*Goal of the exercise*. The lines of the records that include "parsed" should all be copied.

*Provided information*.

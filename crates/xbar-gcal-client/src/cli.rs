//! Command-line interface definition.

use std::path::PathBuf;

use clap::{Parser, Subcommand};

use crate::config::{ClientConfig, MAX_LOOKBACK_HOURS};

/// xbar-google-calendar - upcoming Google Calendar events for xbar,
/// SwiftBar and Argos
#[derive(Debug, Parser)]
#[command(name = "xbar-google-calendar")]
#[command(author, version, about, long_about = None)]
pub struct Cli {
    /// Path to configuration file
    #[arg(long, short, env = "XBAR_GCAL_CONFIG")]
    pub config: Option<PathBuf>,

    /// Enable debug output on stderr (ignored under Argos)
    #[arg(long, short = 'v')]
    pub debug: bool,

    /// Maximum number of events to fetch
    #[arg(long, value_parser = clap::value_parser!(u32).range(1..))]
    pub max_results: Option<u32>,

    /// Calendar to list
    #[arg(long)]
    pub calendar_id: Option<String>,

    /// Hours before now at which the listing starts
    #[arg(long, value_parser = clap::value_parser!(u32).range(..=i64::from(MAX_LOOKBACK_HOURS)))]
    pub lookback_hours: Option<u32>,

    #[command(subcommand)]
    pub command: Option<Command>,
}

impl Cli {
    /// Applies command-line overrides on top of the file configuration.
    pub fn apply_overrides(&self, config: &mut ClientConfig) {
        if let Some(max) = self.max_results {
            config.fetch.max_results = max;
        }
        if let Some(ref id) = self.calendar_id {
            config.google.calendar_id = id.clone();
        }
        if let Some(hours) = self.lookback_hours {
            config.fetch.lookback_hours = hours;
        }
    }
}

/// Available commands. Without one, events are fetched and printed.
#[derive(Debug, Subcommand)]
pub enum Command {
    /// Authorize access to Google Calendar
    Auth {
        /// Run the consent flow even if a usable token exists
        #[arg(long, short)]
        force: bool,
    },

    /// Configuration commands
    Config {
        #[command(subcommand)]
        action: ConfigAction,
    },
}

/// Configuration actions.
#[derive(Debug, Subcommand)]
pub enum ConfigAction {
    /// Dump the effective configuration
    Dump,

    /// Validate configuration
    Validate,

    /// Show configuration file path
    Path,
}
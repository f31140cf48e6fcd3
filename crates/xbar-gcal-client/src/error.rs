//! Client error types.

use thiserror::Error;
use xbar_gcal_core::CoreError;
use xbar_gcal_providers::ProviderError;

/// Result type for client operations.
pub type ClientResult<T> = Result<T, ClientError>;

/// Errors that end the program with a non-zero status.
#[derive(Debug, Error)]
pub enum ClientError {
    /// Bad or unreadable configuration.
    #[error("configuration error: {0}")]
    Config(String),

    /// Provider could not be set up or authorized.
    #[error(transparent)]
    Provider(#[from] ProviderError),

    /// An event could not be turned into a menu line.
    #[error("cannot render events: {0}")]
    Render(#[from] CoreError),

    /// Writing output failed.
    #[error("IO error: {0}")]
    Io(#[from] std::io::Error),
}
//! Static application identity.
//!
//! Names used for on-disk locations and the OAuth scope requested from
//! Google. This is a compile-time constant and never changes at runtime.

/// Identity of the application.
#[derive(Debug, Clone, Copy, PartialEq, Eq)]
pub struct AppInfo {
    /// Directory name used under the user's config and cache directories.
    pub name: &'static str,
    /// Publisher name.
    pub author: &'static str,
    /// OAuth scopes requested from Google. Changing them invalidates
    /// stored tokens.
    pub scopes: &'static [&'static str],
}

impl AppInfo {
    /// Returns the scopes as owned strings.
    pub fn scope_list(&self) -> Vec<String> {
        self.scopes.iter().map(|s| s.to_string()).collect()
    }
}

/// Read-only access to the user's calendars.
pub const CALENDAR_READONLY_SCOPE: &str = "https://www.googleapis.com/auth/calendar.readonly";

/// The application identity.
pub const APP: AppInfo = AppInfo {
    name: "xbar-google-calendar",
    author: "pdp7",
    scopes: &[CALENDAR_READONLY_SCOPE],
};
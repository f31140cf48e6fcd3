//! Time types for calendar events.
//!
//! This module provides [`EventStart`] for the parsed start of an event
//! (either a specific instant or an all-day date), and [`TimeWindow`] for
//! the query range sent to the calendar API.

use chrono::{DateTime, Duration, FixedOffset, NaiveDate, NaiveTime, TimeDelta, TimeZone, Utc};
use serde::{Deserialize, Serialize};

use crate::error::{CoreError, CoreResult};
use crate::raw_event::RawEvent;

/// Format of `start.date` for all-day events.
const DATE_FORMAT: &str = "%Y-%m-%d";

/// The parsed start of a calendar event.
#[derive(Debug, Clone, Copy, PartialEq, Eq)]
pub enum EventStart {
    /// A specific instant, with the offset it was sent with.
    Timed(DateTime<FixedOffset>),
    /// An all-day event date.
    AllDay(NaiveDate),
}

impl EventStart {
    /// Parses the start of a raw event.
    ///
    /// A non-empty `dateTime` takes precedence over `date`. A value that
    /// does not parse is an error; there is no fallback between the two
    /// fields.
    pub fn parse(event: &RawEvent) -> CoreResult<Self> {
        if let Some(value) = event.start.date_time.as_ref().filter(|v| !v.is_empty()) {
            return DateTime::parse_from_rfc3339(value)
                .map(Self::Timed)
                .map_err(|source| CoreError::InvalidDateTime {
                    event: event.log_id().to_string(),
                    value: value.clone(),
                    source,
                });
        }

        if let Some(ref value) = event.start.date {
            return NaiveDate::parse_from_str(value, DATE_FORMAT)
                .map(Self::AllDay)
                .map_err(|source| CoreError::InvalidDate {
                    event: event.log_id().to_string(),
                    value: value.clone(),
                    source,
                });
        }

        Err(CoreError::MissingStart {
            event: event.log_id().to_string(),
        })
    }

    /// Returns true if the event starts at a specific time.
    pub fn has_time(&self) -> bool {
        matches!(self, Self::Timed(_))
    }

    /// Converts the start to the given timezone.
    ///
    /// All-day dates are taken as midnight in that zone. When midnight does
    /// not exist there (a DST gap), the date is read as UTC midnight.
    pub fn in_zone<Tz: TimeZone>(&self, tz: &Tz) -> DateTime<Tz> {
        match self {
            Self::Timed(dt) => dt.with_timezone(tz),
            Self::AllDay(date) => {
                let midnight = date.and_time(NaiveTime::MIN);
                tz.from_local_datetime(&midnight)
                    .earliest()
                    .unwrap_or_else(|| tz.from_utc_datetime(&midnight))
            }
        }
    }
}

/// Absolute distance between two instants.
pub fn distance<Tz: TimeZone>(a: &DateTime<Tz>, b: &DateTime<Tz>) -> TimeDelta {
    (a.clone() - b.clone()).abs()
}

/// A time window for querying calendar events.
///
/// The end is optional: the menu asks for "everything from a little while
/// ago onwards" and lets the result limit cut the list.
#[derive(Debug, Clone, PartialEq, Eq, Serialize, Deserialize)]
pub struct TimeWindow {
    /// Start of the window (inclusive).
    pub start: DateTime<Utc>,
    /// End of the window (exclusive), if bounded.
    pub end: Option<DateTime<Utc>>,
}

impl TimeWindow {
    /// Creates an open-ended window starting at `start`.
    pub fn starting_at(start: DateTime<Utc>) -> Self {
        Self { start, end: None }
    }

    /// Creates an open-ended window starting `hours` before `now`, so that
    /// events already in progress are still listed.
    ///
    /// A lookback reaching past the earliest representable instant starts
    /// the window there.
    pub fn lookback(now: DateTime<Utc>, hours: u32) -> Self {
        let start = now
            .checked_sub_signed(Duration::hours(i64::from(hours)))
            .unwrap_or(DateTime::<Utc>::MIN_UTC);
        Self::starting_at(start)
    }

    /// Builder method to bound the window.
    pub fn with_end(mut self, end: DateTime<Utc>) -> Self {
        self.end = Some(end);
        self
    }
}
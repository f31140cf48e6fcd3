//! xbar-google-calendar entry point.

use std::io;
use std::process::ExitCode;

use chrono::{Local, Utc};
use clap::Parser;
use tracing::error;

use xbar_gcal_client::cli::{Cli, Command, ConfigAction};
use xbar_gcal_client::commands;
use xbar_gcal_client::config::ClientConfig;
use xbar_gcal_client::error::ClientResult;
use xbar_gcal_core::{HostApplet, TracingConfig, init_tracing};
use xbar_gcal_providers::google::GoogleProvider;

#[tokio::main(flavor = "current_thread")]
async fn main() -> ExitCode {
    let cli = Cli::parse();

    let host = HostApplet::detect();
    if let Err(e) = init_tracing(TracingConfig::for_host(host, cli.debug)) {
        eprintln!("warning: {}", e);
    }

    match run(cli).await {
        Ok(()) => ExitCode::SUCCESS,
        Err(e) => {
            error!("{}", e);
            eprintln!("error: {}", e);
            ExitCode::FAILURE
        }
    }
}

async fn run(cli: Cli) -> ClientResult<()> {
    let config_path = cli.config.clone().unwrap_or_else(ClientConfig::default_path);
    let mut config = ClientConfig::load(cli.config.as_deref())?;
    cli.apply_overrides(&mut config);

    match cli.command {
        Some(Command::Auth { force }) => commands::auth::google(&config, force).await,
        Some(Command::Config { action }) => match action {
            ConfigAction::Dump => commands::config::dump(&config, &config_path, io::stdout()),
            ConfigAction::Validate => commands::config::validate(&config, io::stdout()),
            ConfigAction::Path => commands::config::path(&config_path, io::stdout()),
        },
        None => {
            config.validate()?;
            let provider = GoogleProvider::new(config.google.to_provider_config())?;
            let options = config.fetch_options(Utc::now());
            commands::run::run_at(&provider, options, &Local::now(), io::stdout()).await
        }
    }
}
//! Configuration commands.

use std::io::Write;
use std::path::Path;

use crate::config::ClientConfig;
use crate::error::ClientResult;

/// Writes the effective configuration as TOML, resolved paths included.
pub fn dump(config: &ClientConfig, path: &Path, mut out: impl Write) -> ClientResult<()> {
    writeln!(out, "# config.toml ({})", path.display())?;
    writeln!(
        out,
        "# credentials: {}",
        config.google.credentials_file().display()
    )?;
    writeln!(out, "# token: {}", config.google.token_path().display())?;
    write!(out, "{}", config.to_toml()?)?;
    Ok(())
}

/// Validates the configuration and the credentials file it points at.
pub fn validate(config: &ClientConfig, mut out: impl Write) -> ClientResult<()> {
    config.validate()?;
    let provider_config = config.google.to_provider_config();
    provider_config.validate()?;
    provider_config.credentials.load()?;
    writeln!(out, "Configuration is valid.")?;
    Ok(())
}

/// Writes the configuration file path.
pub fn path(path: &Path, mut out: impl Write) -> ClientResult<()> {
    writeln!(out, "{}", path.display())?;
    Ok(())
}
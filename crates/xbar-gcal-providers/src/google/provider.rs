//! Google Calendar provider.
//!
//! Implements [`CalendarProvider`] on top of the token store, the OAuth
//! client and the Calendar API client.

use tracing::{debug, info};
use xbar_gcal_core::RawEvent;

use crate::error::{ProviderError, ProviderResult};
use crate::provider::{BoxFuture, CalendarProvider, FetchOptions};

use super::client::GoogleCalendarClient;
use super::config::GoogleConfig;
use super::oauth::OAuthClient;
use super::tokens::{TokenInfo, TokenStorage};

/// Name reported in errors and logs.
const PROVIDER_NAME: &str = "google";

/// Google Calendar provider.
pub struct GoogleProvider {
    config: GoogleConfig,
    token_storage: TokenStorage,
}

impl GoogleProvider {
    /// Creates a new Google provider with the given configuration.
    ///
    /// Any stored token is loaded; nothing talks to the network yet and
    /// the OAuth client is only read once consent or a refresh needs it.
    pub fn new(config: GoogleConfig) -> ProviderResult<Self> {
        config.validate()?;

        let token_storage = TokenStorage::new(&config.token_path);
        token_storage.load()?;

        Ok(Self {
            config,
            token_storage,
        })
    }

    /// Returns the provider configuration.
    pub fn config(&self) -> &GoogleConfig {
        &self.config
    }

    /// Runs the browser consent flow and stores the resulting token.
    pub async fn authenticate(&self) -> ProviderResult<()> {
        info!("starting Google authentication flow");
        let tokens = self
            .oauth_client()?
            .authorize(&self.config.scopes, self.config.loopback_port)
            .await?;
        self.token_storage.set(tokens)?;
        info!("token stored at {}", self.token_storage.path().display());
        Ok(())
    }

    /// Returns true when the stored token is missing or was granted for
    /// other scopes.
    pub fn needs_reauth(&self) -> bool {
        self.token_storage.needs_reauth(&self.config.scopes)
    }

    /// Returns a usable access token.
    ///
    /// A valid stored token is used as is. An expired one is refreshed and
    /// saved. With no usable token (or a failed refresh) the interactive
    /// flow runs.
    pub async fn access_token(&self) -> ProviderResult<String> {
        if self.needs_reauth() {
            debug!("no token with the required scopes");
            self.authenticate().await?;
        }

        let tokens = self.stored_tokens()?;
        if !tokens.is_expired() {
            return Ok(tokens.access_token);
        }

        if tokens.refresh_token.is_some() {
            debug!("refreshing expired access token");
            match self.refresh(tokens).await {
                Ok(refreshed) => {
                    let access_token = refreshed.access_token.clone();
                    self.token_storage.set(refreshed)?;
                    return Ok(access_token);
                }
                Err(e) => info!("token refresh failed, re-authorizing: {}", e),
            }
        }

        self.authenticate().await?;
        Ok(self.stored_tokens()?.access_token)
    }

    fn oauth_client(&self) -> ProviderResult<OAuthClient> {
        OAuthClient::new(self.config.credentials.load()?, self.config.timeout)
    }

    async fn refresh(&self, tokens: TokenInfo) -> ProviderResult<TokenInfo> {
        self.oauth_client()?.refresh(tokens).await
    }

    fn stored_tokens(&self) -> ProviderResult<TokenInfo> {
        self.token_storage
            .get()
            .ok_or_else(|| ProviderError::internal("token missing after authorization"))
    }

    async fn fetch_events_impl(&self, options: FetchOptions) -> ProviderResult<Vec<RawEvent>> {
        let access_token = self.access_token().await?;
        let client = GoogleCalendarClient::new(access_token, self.config.timeout)?;
        client.list_events(&options).await
    }
}

impl CalendarProvider for GoogleProvider {
    fn name(&self) -> &str {
        PROVIDER_NAME
    }

    fn fetch_events(&self, options: FetchOptions) -> BoxFuture<'_, ProviderResult<Vec<RawEvent>>> {
        Box::pin(async move {
            self.fetch_events_impl(options)
                .await
                .map_err(|e| e.with_provider(PROVIDER_NAME))
        })
    }

    fn is_authenticated(&self) -> bool {
        self.token_storage.has_valid_tokens() && !self.needs_reauth()
    }
}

*Exercise solution*.
//! This module provides [`EventStart`] for the parsed start of an event
/// The parsed start of a calendar event.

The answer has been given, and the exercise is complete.